BR-KLASSIK: 2013 haben Sie in Texas beim Cliburn, einem der weltweit renommiertesten Klavierwettbewerbe, den zweiten Preis sowie den Publikumspreis gewonnen. Wie wichtig war der Wettbewerb für Sie als Künstlerin und wie wichtig waren die Preise für Ihre Karriere?
Beatrice Rana: Sehr wichtig natürlich, lebensverändernd, das ist ja sowas wie die Olympischen Spiele für Pianisten. Es war eine sehr intensive Zeit, als ich mich auf den Wettbewerb vorbereitet habe. Nach dem Wettbewerb war alles irgendwie verrückt: Ich hatte so viele Konzerte und es gab ein so großes Interesse an meiner Person. Das war einerseits eine schöne Erfahrung, aber auch eine sehr schwierige Situation, denn man ist ja noch ziemlich jung und muss noch ziemlich viel Repertoire lernen - es sind einfach noch alle möglichen Fragen zu klären. Es ist ziemlich schwierig, dann noch die Balance zu halten zwischen dem Konzertleben und dem Leben abseits der Bühne, wo man sich auch noch auf andere wichtige Konzerte vorbereitet. Ich bin sehr dankbar, dass ich den Cliburn-Wettbewerb gewonnen habe, denn es hat mir geholfen, das zu machen, was ich will. Aber ich muss zugeben, dass das gleichzeitig auch ein sehr intensiver und schwieriger Moment in meinem Leben war.
Tschaikowskys erstes Konzert ist durchaus revolutionär.
BR-KLASSIK: In München treten Sie mit Tschaikowskys erstem Klavierkonzert auf. Ein Stück, das jeder kennt und liebt, selbst viele, die sonst mit Klassik nichts am Hut haben. Warum ist es trotzdem spannend, sich mit solch einem vielgespielten und populären Werk zu präsentieren?

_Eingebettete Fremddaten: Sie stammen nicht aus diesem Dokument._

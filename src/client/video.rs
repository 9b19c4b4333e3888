//! Video identifier extraction and stream selection.

use std::sync::LazyLock;

use regex::Regex;

use crate::client::error::{ClientError, ClientResult};
use crate::client::types::PlayUrl;

static BVID_PATTERN: LazyLock<Regex> =
    LazyLock::new(|| Regex::new(r"BV[a-zA-Z0-9]+").expect("valid BV id pattern"));

/// BV id from user input: a bare id, or any text (typically a video URL)
/// containing one.
pub fn extract_bvid(input: &str) -> ClientResult<String> {
    let input = input.trim();
    BVID_PATTERN
        .find(input)
        .map(|m| m.as_str().to_string())
        .ok_or_else(|| ClientError::InvalidVideoId(input.to_string()))
}

/// Direct media URL from a play URL response: the first progressive segment,
/// else the first DASH video stream.
pub fn pick_stream(play: &PlayUrl) -> ClientResult<&str> {
    if let Some(segment) = play.durl.as_ref().and_then(|d| d.first()) {
        return Ok(&segment.url);
    }
    play.dash
        .as_ref()
        .and_then(|d| d.video.first())
        .map(|s| s.base_url.as_str())
        .ok_or(ClientError::NoPlayableStream)
}

#[cfg(test)]
mod tests {
    use super::*;

    #[test]
    fn bare_id() {
        assert_eq!(extract_bvid(" BV1xx411c7XD ").unwrap(), "BV1xx411c7XD");
    }

    #[test]
    fn id_inside_url() {
        assert_eq!(
            extract_bvid("https://www.bilibili.com/video/BV1GJ411x7h7/?spm_id_from=333").unwrap(),
            "BV1GJ411x7h7"
        );
    }

    #[test]
    fn no_id() {
        assert!(matches!(
            extract_bvid("https://www.bilibili.com/"),
            Err(ClientError::InvalidVideoId(_))
        ));
        assert!(extract_bvid("").is_err());
    }

    #[test]
    fn prefers_progressive_segment() {
        let play: PlayUrl = serde_json::from_value(serde_json::json!({
            "durl": [{"url": "https://cn.bilivideo.com/1.mp4"}],
            "dash": {"video": [{"id": 80, "baseUrl": "https://cn.bilivideo.com/v.m4s"}]}
        }))
        .unwrap();
        assert_eq!(pick_stream(&play).unwrap(), "https://cn.bilivideo.com/1.mp4");
    }

    #[test]
    fn falls_back_to_dash_then_fails() {
        let play: PlayUrl = serde_json::from_value(serde_json::json!({
            "durl": [],
            "dash": {"video": [{"id": 64, "baseUrl": "https://cn.bilivideo.com/v.m4s"}]}
        }))
        .unwrap();
        assert_eq!(pick_stream(&play).unwrap(), "https://cn.bilivideo.com/v.m4s");

        let empty: PlayUrl = serde_json::from_value(serde_json::json!({})).unwrap();
        assert!(matches!(pick_stream(&empty), Err(ClientError::NoPlayableStream)));
    }
}
use std::path::PathBuf;
use std::process::Command;

use clap::{Parser, Subcommand};
use tracing_subscriber::EnvFilter;

use bili_relay::client::{
    extract_bvid, pick_stream, wait_for_login, CredentialStore, LoginOutcome, RelayClient,
    POLL_PERIOD,
};
use bili_relay::lifecycle::{signals, Shutdown};

#[derive(Parser)]
#[command(name = "relay-cli")]
#[command(about = "Log in, look up and play Bilibili videos through bili-relay", long_about = None)]
struct Cli {
    /// Base URL of the relay.
    #[arg(short, long, default_value = "http://localhost:8787")]
    proxy: String,

    /// Prefix the relay serves named routes under.
    #[arg(long, default_value = "/api")]
    prefix: String,

    /// Path the relay's open-relay endpoint is mounted on.
    #[arg(long, default_value = "/")]
    relay_path: String,

    /// File holding the login credential.
    #[arg(short, long, default_value = ".bili-relay-session.json")]
    store: PathBuf,

    #[command(subcommand)]
    command: Commands,
}

#[derive(Subcommand)]
enum Commands {
    /// Log in by scanning a QR code with the mobile app
    Login {
        /// Log in again even when a credential is stored
        #[arg(long)]
        force: bool,
    },
    /// Show the logged-in account
    Whoami,
    /// Resolve a video to a relayed stream URL
    Play {
        /// BV id or video page URL
        video: String,
        /// Requested quality
        #[arg(long, default_value_t = 64)]
        qn: u32,
        /// Player to launch with the stream URL
        #[arg(long)]
        player: Option<String>,
    },
    /// Like a video
    Like {
        /// BV id or video page URL
        video: String,
    },
    /// Forget the stored credential
    Logout,
}

#[tokio::main]
async fn main() -> Result<(), Box<dyn std::error::Error>> {
    tracing_subscriber::fmt()
        .with_env_filter(EnvFilter::try_from_default_env().unwrap_or_else(|_| EnvFilter::new("warn")))
        .with_writer(std::io::stderr)
        .init();

    let cli = Cli::parse();
    let store = CredentialStore::new(cli.store.clone());
    let mut client = RelayClient::new(&cli.proxy, &cli.prefix)?
        .with_relay_path(&cli.relay_path)
        .with_credential(store.load()?);

    match cli.command {
        Commands::Login { force } => {
            if !force && store.load()?.is_some() {
                println!("Already logged in (use --force to log in again)");
                return Ok(());
            }

            let qr = client.generate_qrcode().await?;
            println!("Scan this URL as a QR code with the Bilibili app:");
            println!("{}", qr.url);

            let shutdown = Shutdown::new();
            signals::forward_to(shutdown.clone());

            let outcome = wait_for_login(&client, &qr.qrcode_key, POLL_PERIOD, shutdown.subscribe(), |status| {
                eprintln!("{}", status.describe());
            })
            .await?;

            match outcome {
                LoginOutcome::Success(credential) => {
                    store.save(&credential)?;
                    client.set_credential(credential);
                    let nav = client.nav().await?;
                    println!(
                        "Logged in as {}",
                        nav.uname.as_deref().unwrap_or("(unknown)")
                    );
                }
                LoginOutcome::Expired => {
                    eprintln!("QR code expired, run login again");
                    std::process::exit(1);
                }
                LoginOutcome::Cancelled => eprintln!("Login cancelled"),
            }
        }
        Commands::Whoami => {
            let nav = client.nav().await?;
            if nav.is_login {
                println!(
                    "{} (mid {})",
                    nav.uname.as_deref().unwrap_or("(unknown)"),
                    nav.mid.unwrap_or_default()
                );
            } else {
                println!("Not logged in");
            }
        }
        Commands::Play { video, qn, player } => {
            let bvid = extract_bvid(&video)?;
            let detail = client.video_detail(&bvid).await?;
            let play = client.play_url(&detail.bvid, detail.cid, qn).await?;
            let stream = client.relay_url(pick_stream(&play)?);

            println!("{} [{}]", detail.title, detail.bvid);
            println!("{}", stream);

            if let Some(player) = player {
                let status = Command::new(&player).arg(stream.as_str()).status()?;
                if !status.success() {
                    eprintln!("{} exited with {}", player, status);
                }
            }
        }
        Commands::Like { video } => {
            let bvid = extract_bvid(&video)?;
            client.like(&bvid).await?;
            println!("Liked {}", bvid);
        }
        Commands::Logout => {
            store.clear()?;
            println!("Logged out");
        }
    }

    Ok(())
}
use serde::{Deserialize, Serialize};
use vodca::{AsRefln, Fromln};

#[derive(
    Debug, Clone, Copy, Hash, Eq, PartialEq, Ord, PartialOrd, Serialize, Deserialize, Fromln, AsRefln,
)]
pub struct RentalId(i32);

impl RentalId {
    pub fn new(id: impl Into<i32>) -> Self {
        Self(id.into())
    }
}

Beatrice Rana: Es ist immer schwer, ein Konzert wie das von Tschaikowsky zu präsentieren, denn alle haben es im Ohr, nicht nur die Zuhörer, auch die Orchestermusiker und Dirigenten. Es ist schon so oft gespielt worden, und das kann manchmal gefährlich sein. Denn die Leute könnten keine Lust mehr darauf haben. Und dann gibt’s auch noch so viele Traditionen, das Werk zu interpretieren. Es ist also ziemlich schwer, zur Ursprünglichkeit der Musik zu finden, ihre Schönheit offenzulegen. Gleichzeitig finde ich es lohnend, dieses Konzert zu spielen, denn es ist berühmt für seine Melodien, die sind einfach wundervoll, die schönsten russischen Melodien, Tschaikowsky war ein großer Melodiker. Aber abseits davon ist es auch ein revolutionäres Konzert, denn zum ersten Mal haben wir ein Solo-Klavier, das manchmal gegen das Orchester spielt. Dann ist da das große Drama im ersten Satz, der zweite erinnert an Ballett-Musik und der dritte Satz geht jedem zu Herzen, denn die Musik kommt aus der ukrainischen Volksmusik. Es ist immer wieder eine Herausforderung, jedem Aspekt dieser Musik die nötige Würde zu geben. Deswegen bin ich sehr glücklich, dass ich es in München spielen kann.
Sendung: Leporello am 14. November 2017, 16:05 Uhr auf BR-KLASSIK.